WHAT THE EXERCISE ASKS: Copy the records below word for word. Stop after the line that contains "v.as_str().map(|v| (k.clone(), v.to_string())))".

DATA SHOWN:

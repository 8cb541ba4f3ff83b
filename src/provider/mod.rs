//! Resource adapters.
//!
//! Each adapter turns host-managed attributes into a desired entity, runs the
//! matching reconciler, and writes the result back. Attribute names follow
//! the Terraform schema of the `buildkite_*` resources.

mod org_member;
mod pipeline;
mod pipeline_schedule;
mod team;
mod team_member;
mod team_pipeline;

use std::collections::BTreeMap;
use std::fmt;
use std::str::FromStr;

use log::warn;
use serde::{Deserialize, Serialize};
use serde_json::{Map, Value};

use crate::client::BuildkiteClient;
use crate::error::{BuildkiteError, Result};

/// Host-managed state of one resource instance.
///
/// An empty ID means the resource does not exist (or no longer exists).
pub trait ResourceData {
    fn id(&self) -> &str;

    fn set_id(&mut self, id: String);

    fn get(&self, key: &str) -> Option<&Value>;

    fn set(&mut self, key: &str, value: Value);

    fn get_str(&self, key: &str) -> Option<&str> {
        self.get(key).and_then(Value::as_str)
    }

    fn get_bool(&self, key: &str) -> Option<bool> {
        self.get(key).and_then(Value::as_bool)
    }

    fn get_u32(&self, key: &str) -> Option<u32> {
        self.get(key)
            .and_then(Value::as_u64)
            .and_then(|n| u32::try_from(n).ok())
    }

    /// String-valued entries of an object attribute; other values are skipped.
    fn get_string_map(&self, key: &str) -> BTreeMap<String, String> {
        self.get(key)
            .and_then(Value::as_object)
            .map(|object| {
                object
                    .iter()
                    .filter_map(|(k, v)| v.as_str().map(|v| (k.clone(), v.to_string())))
                    .collect()
            })
            .unwrap_or_default()
    }

    fn get_string_list(&self, key: &str) -> Vec<String> {
        self.get(key)
            .and_then(Value::as_array)
            .map(|items| {
                items
                    .iter()
                    .filter_map(|v| v.as_str().map(str::to_string))
                    .collect()
            })
            .unwrap_or_default()
    }
}

/// JSON-backed [`ResourceData`], as read and written by the CLI.
#[derive(Debug, Clone, Default, PartialEq, Serialize, Deserialize)]
pub struct ResourceState {
    #[serde(default)]
    pub id: String,
    #[serde(default)]
    pub attributes: Map<String, Value>,
}

impl ResourceState {
    pub fn new(attributes: Map<String, Value>) -> Self {
        Self {
            id: String::new(),
            attributes,
        }
    }
}

impl ResourceData for ResourceState {
    fn id(&self) -> &str {
        &self.id
    }

    fn set_id(&mut self, id: String) {
        self.id = id;
    }

    fn get(&self, key: &str) -> Option<&Value> {
        self.attributes.get(key).filter(|v| !v.is_null())
    }

    fn set(&mut self, key: &str, value: Value) {
        self.attributes.insert(key.to_string(), value);
    }
}

/// The resource types this provider manages.
#[derive(Debug, Clone, Copy, PartialEq, Eq, Hash)]
pub enum ResourceType {
    Pipeline,
    PipelineSchedule,
    Team,
    TeamMember,
    TeamPipeline,
    OrgMember,
}

impl ResourceType {
    pub const ALL: [ResourceType; 6] = [
        Self::OrgMember,
        Self::Pipeline,
        Self::PipelineSchedule,
        Self::Team,
        Self::TeamMember,
        Self::TeamPipeline,
    ];

    pub fn name(&self) -> &'static str {
        match self {
            Self::Pipeline => "buildkite_pipeline",
            Self::PipelineSchedule => "buildkite_pipeline_schedule",
            Self::Team => "buildkite_team",
            Self::TeamMember => "buildkite_team_member",
            Self::TeamPipeline => "buildkite_team_pipeline",
            Self::OrgMember => "buildkite_org_member",
        }
    }

    pub async fn create<D: ResourceData>(
        &self,
        client: &BuildkiteClient,
        data: &mut D,
    ) -> Result<()> {
        match self {
            Self::Pipeline => pipeline::create(client, data).await,
            Self::PipelineSchedule => pipeline_schedule::create(client, data).await,
            Self::Team => team::create(client, data).await,
            Self::TeamMember => team_member::create(client, data).await,
            Self::TeamPipeline => team_pipeline::create(client, data).await,
            Self::OrgMember => org_member::create(client, data).await,
        }
    }

    /// Refreshes `data` from the backend. A resource that no longer exists
    /// gets its ID cleared instead of failing the read.
    pub async fn read<D: ResourceData>(
        &self,
        client: &BuildkiteClient,
        data: &mut D,
    ) -> Result<()> {
        match self {
            Self::Pipeline => pipeline::read(client, data).await,
            Self::PipelineSchedule => pipeline_schedule::read(client, data).await,
            Self::Team => team::read(client, data).await,
            Self::TeamMember => team_member::read(client, data).await,
            Self::TeamPipeline => team_pipeline::read(client, data).await,
            Self::OrgMember => org_member::read(client, data).await,
        }
    }

    pub async fn update<D: ResourceData>(
        &self,
        client: &BuildkiteClient,
        data: &mut D,
    ) -> Result<()> {
        match self {
            Self::Pipeline => pipeline::update(client, data).await,
            Self::PipelineSchedule => pipeline_schedule::update(client, data).await,
            Self::Team => team::update(client, data).await,
            Self::TeamMember => team_member::update(client, data).await,
            Self::TeamPipeline => team_pipeline::update(client, data).await,
            Self::OrgMember => org_member::update(client, data).await,
        }
    }

    pub async fn delete<D: ResourceData>(
        &self,
        client: &BuildkiteClient,
        data: &mut D,
    ) -> Result<()> {
        let deleted = match self {
            Self::Pipeline => pipeline::delete(client, data).await,
            Self::PipelineSchedule => pipeline_schedule::delete(client, data).await,
            Self::Team => team::delete(client, data).await,
            Self::TeamMember => team_member::delete(client, data).await,
            Self::TeamPipeline => team_pipeline::delete(client, data).await,
            Self::OrgMember => org_member::delete(client, data).await,
        };
        deleted?;
        data.set_id(String::new());
        Ok(())
    }
}

impl fmt::Display for ResourceType {
    fn fmt(&self, f: &mut fmt::Formatter<'_>) -> fmt::Result {
        f.write_str(self.name())
    }
}

impl FromStr for ResourceType {
    type Err = BuildkiteError;

    fn from_str(s: &str) -> Result<Self> {
        Self::ALL
            .into_iter()
            .find(|kind| kind.name() == s)
            .ok_or_else(|| BuildkiteError::Invalid(format!("unknown resource type {s:?}")))
    }
}

/// Value of a required string attribute.
fn required_str<D: ResourceData>(data: &D, key: &str) -> Result<String> {
    match data.get_str(key) {
        Some(value) if !value.is_empty() => Ok(value.to_string()),
        _ => Err(BuildkiteError::Invalid(format!(
            "missing required attribute {key}"
        ))),
    }
}

/// Value of a string attribute, or its schema default when unset.
fn str_or<D: ResourceData>(data: &D, key: &str, default: &str) -> String {
    data.get_str(key).unwrap_or(default).to_string()
}

/// Parses an enum attribute, falling back to its default when unset.
fn enum_or_default<D, T>(data: &D, key: &str) -> Result<T>
where
    D: ResourceData,
    T: FromStr<Err = BuildkiteError> + Default,
{
    match data.get_str(key) {
        Some(value) => value.parse(),
        None => Ok(T::default()),
    }
}

/// Turns a not-found read into `None` and clears the ID.
fn found<D: ResourceData, T>(data: &mut D, result: Result<T>) -> Result<Option<T>> {
    match result {
        Ok(value) => Ok(Some(value)),
        Err(e) if e.is_not_found() => {
            warn!("{} no longer exists, removing it from state: {e}", data.id());
            data.set_id(String::new());
            Ok(None)
        }
        Err(e) => Err(e),
    }
}

fn string_list(items: &[String]) -> Value {
    Value::from(items.to_vec())
}

fn string_map(entries: &BTreeMap<String, String>) -> Value {
    Value::Object(
        entries
            .iter()
            .map(|(k, v)| (k.clone(), Value::from(v.as_str())))
            .collect(),
    )
}
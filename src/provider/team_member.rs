use log::info;
use serde_json::Value;

use super::{enum_or_default, found, required_str, str_or, ResourceData};
use crate::client::{BuildkiteClient, Node, TeamMember};
use crate::error::Result;

pub(super) async fn create<D: ResourceData>(client: &BuildkiteClient, data: &mut D) -> Result<()> {
    let desired = desired(data)?;
    let created = client.create_team_member(&desired).await?;
    write(data, &created);
    Ok(())
}

pub(super) async fn read<D: ResourceData>(client: &BuildkiteClient, data: &mut D) -> Result<()> {
    let id = data.id().to_string();
    if let Some(member) = found(data, client.get_team_member(&id).await)? {
        write(data, &member);
    }
    Ok(())
}

pub(super) async fn update<D: ResourceData>(client: &BuildkiteClient, data: &mut D) -> Result<()> {
    let desired = desired(data)?;
    let updated = client.update_team_member(&desired).await?;
    write(data, &updated);
    Ok(())
}

pub(super) async fn delete<D: ResourceData>(client: &BuildkiteClient, data: &mut D) -> Result<()> {
    client.delete_team_member(data.id()).await
}

fn desired<D: ResourceData>(data: &D) -> Result<TeamMember> {
    Ok(TeamMember {
        id: data.id().to_string(),
        uuid: str_or(data, "uuid", ""),
        role: enum_or_default(data, "role")?,
        team: Node::with_id(required_str(data, "team_id")?),
        user: Node::with_id(required_str(data, "user_id")?),
        created_at: String::new(),
    })
}

fn write<D: ResourceData>(data: &mut D, member: &TeamMember) {
    data.set_id(member.id.clone());
    info!("Team member ID: {}", member.id);

    data.set("uuid", Value::from(member.uuid.as_str()));
    data.set("role", Value::from(member.role.as_str()));
    data.set("team_id", Value::from(member.team.id.as_str()));
    data.set("user_id", Value::from(member.user.id.as_str()));
    data.set("created_at", Value::from(member.created_at.as_str()));
}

RESULT OF THIS TASK:
repository 8cb541ba4f3ff83b
filename src/provider/mod.rs
//! Resource adapters.
//!
//! Each adapter turns host-managed attributes into a desired entity, runs the
//! matching reconciler, and writes the result back. Attribute names follow
//! the Terraform schema of the `buildkite_*` resources.

mod org_member;
mod pipeline;
mod pipeline_schedule;
mod team;
mod team_member;
mod team_pipeline;

use std::collections::BTreeMap;
use std::fmt;
use std::str::FromStr;

use log::warn;
use serde::{Deserialize, Serialize};
use serde_json::{Map, Value};

use crate::client::BuildkiteClient;
use crate::error::{BuildkiteError, Result};

/// Host-managed state of one resource instance.
///
/// An empty ID means the resource does not exist (or no longer exists).
pub trait ResourceData {
    fn id(&self) -> &str;

    fn set_id(&mut self, id: String);

    fn get(&self, key: &str) -> Option<&Value>;

    fn set(&mut self, key: &str, value: Value);

    fn get_str(&self, key: &str) -> Option<&str> {
        self.get(key).and_then(Value::as_str)
    }

    fn get_bool(&self, key: &str) -> Option<bool> {
        self.get(key).and_then(Value::as_bool)
    }

    fn get_u32(&self, key: &str) -> Option<u32> {
        self.get(key)
            .and_then(Value::as_u64)
            .and_then(|n| u32::try_from(n).ok())
    }

    /// String-valued entries of an object attribute; other values are skipped.
    fn get_string_map(&self, key: &str) -> BTreeMap<String, String> {
        self.get(key)
            .and_then(Value::as_object)
            .map(|object| {
                object
                    .iter()
                    .filter_map(|(k, v)| v.as_str().map(|v| (k.clone(), v.to_string())))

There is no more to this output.